**WHAT YOU HAVE TO DO:** Write the records out again. Match them exactly.

##### INPUT

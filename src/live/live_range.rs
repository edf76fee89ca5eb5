use std::{cell::RefCell, rc::Rc};

use log::trace;

use crate::{
    document::{Change, Document, Subscription},
    model::Range,
};

type RangeListener = Box<dyn FnMut(&Range, &Range)>;

struct State {
    range: Range,
    subscription: Option<Subscription>,
    listeners: Vec<RangeListener>,
}

impl State {
    fn is_attached(&self) -> bool { self.subscription.as_ref().is_some_and(Subscription::is_active) }
}

/// A range that follows the content it was created on while the document
/// changes. Clones share the same state.
///
/// The document only keeps a weak reference to the range, but the
/// subscription itself lives until `detach` is called or the document is
/// destroyed.
#[derive(Clone)]
pub struct LiveRange {
    state: Rc<RefCell<State>>,
}

impl std::fmt::Debug for LiveRange {
    fn fmt(&self, f: &mut std::fmt::Formatter<'_>) -> std::fmt::Result {
        let state = self.state.borrow();
        f.debug_struct("LiveRange")
            .field("range", &state.range)
            .field("attached", &state.is_attached())
            .finish_non_exhaustive()
    }
}

impl LiveRange {
    pub fn new(document: &mut Document, range: Range) -> Self {
        let state = Rc::new(RefCell::new(State {
            range,
            subscription: None,
            listeners: Vec::new(),
        }));

        let weak = Rc::downgrade(&state);
        let subscription = document.subscribe(move |change, _| {
            if let Some(state) = weak.upgrade() {
                update(&state, change);
            }
        });
        state.borrow_mut().subscription = Some(subscription);

        Self { state }
    }

    pub fn range(&self) -> Range { self.state.borrow().range.clone() }

    pub fn is_attached(&self) -> bool { self.state.borrow().is_attached() }

    /// Called with the range before and after every change that moved it.
    pub fn on_change(&self, listener: impl FnMut(&Range, &Range) + 'static) {
        self.state.borrow_mut().listeners.push(Box::new(listener));
    }

    /// Stops following the document. The range keeps its last value.
    pub fn detach(&self, document: &mut Document) {
        if let Some(subscription) = self.state.borrow_mut().subscription.take() {
            document.unsubscribe(&subscription);
        }
    }
}

/// `range` moved along with the applied operation. Pieces the operation tore
/// apart are joined back starting from the first one.
pub(crate) fn transformed_by_change(range: &Range, change: &Change) -> Range {
    let pieces = range.get_transformed_by_operation(&change.operation, Some(change.delta_kind));
    Range::create_from_ranges(&pieces).unwrap_or_else(|_| range.clone())
}

fn update(state: &RefCell<State>, change: &Change) {
    let (old, new) = {
        let mut state = state.borrow_mut();
        let new = transformed_by_change(&state.range, change);
        if new == state.range {
            return;
        }

        (std::mem::replace(&mut state.range, new.clone()), new)
    };

    trace!("Live range moved from {old} to {new} by {}", change.kind());

    // Listeners may read the range, so the state is not borrowed while they run.
    let mut listeners = std::mem::take(&mut state.borrow_mut().listeners);
    for listener in &mut listeners {
        listener(&old, &new);
    }

    let mut state = state.borrow_mut();
    listeners.append(&mut state.listeners);
    state.listeners = listeners;
}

##########

**TASK RESPONSE:**
filename src/live/live_range.rs
repository edf76fee89ca5eb5
use std::{cell::RefCell, rc::Rc};

use log::trace;

use crate::{
    document::{Change, Document, Subscription},
    model::Range,
};

type RangeListener = Box<dyn FnMut(&Range, &Range)>;

struct State {
    range: Range,
    subscription: Option<Subscription>,
    listeners: Vec<RangeListener>,
}

impl State {
    fn is_attached(&self) -> bool { self.subscription.as_ref().is_some_and(Subscription::is_active) }
}

/// A range that follows the content it was created on while the document
/// changes. Clones share the same state.
///
/// The document only keeps a weak reference to the range, but the
/// subscription itself lives until `detach` is called or the document is
/// destroyed.
#[derive(Clone)]
pub struct LiveRange {
    state: Rc<RefCell<State>>,
}

impl std::fmt::Debug for LiveRange {
    fn fmt(&self, f: &mut std::fmt::Formatter<'_>) -> std::fmt::Result {
        let state = self.state.borrow();
        f.debug_struct("LiveRange")
            .field("range", &state.range)
            .field("attached", &state.is_attached())
            .finish_non_exhaustive()
    }
}

impl LiveRange {
    pub fn new(document: &mut Document, range: Range) -> Self {
        let state = Rc::new(RefCell::new(State {
            range,
            subscription: None,
            listeners: Vec::new(),
        }));

        let weak = Rc::downgrade(&state);
        let subscription = document.subscribe(move |change, _| {
            if let Some(state) = weak.upgrade() {
                update(&state, change);
            }
        });
        state.borrow_mut().subscription = Some(subscription);

        Self { state }
    }

    pub fn range(&self) -> Range { self.state.borrow().range.clone() }

    pub fn is_attached(&self) -> bool { self.state.borrow().is_attached() }

    /// Called with the range before and after every change that moved it.
    pub fn on_change(&self, listener: impl FnMut(&Range, &Range) + 'static) {
        self.state.borrow_mut().listeners.push(Box::new(listener));
    }

    /// Stops following the document. The range keeps its last value.
    pub fn detach(&self, document: &mut Document) {
        if let Some(subscription) = self.state.borrow_mut().subscription.take() {
            document.unsubscribe(&subscription);
        }
    }
}

/// `range` moved along with the applied operation. Pieces the operation tore
/// apart are joined back starting from the first one.
pub(crate) fn transformed_by_change(range: &Range, change: &Change) -> Range {
    let pieces = range.get_transformed_by_operation(&change.operation, Some(change.delta_kind));
    Range::create_from_ranges(&pieces).unwrap_or_else(|_| range.clone())
}

fn update(state: &RefCell<State>, change: &Change) {
    let (old, new) = {
        let mut state = state.borrow_mut();
        let new = transformed_by_change(&state.range, change);
        if new == state.range {
            return;
        }

        (std::mem::replace(&mut state.range, new.clone()), new)
    };

    trace!("Live range moved from {old} to {new} by {}", change.kind());

    // Listeners may read the range, so the state is not borrowed while they run.
    let mut listeners = std::mem::take(&mut state.borrow_mut().listeners);
    for listener in &mut listeners {
        listener(&old, &new);
    }

    let mut state = state.borrow_mut();
    listeners.append(&mut state.listeners);
    state.listeners = listeners;
}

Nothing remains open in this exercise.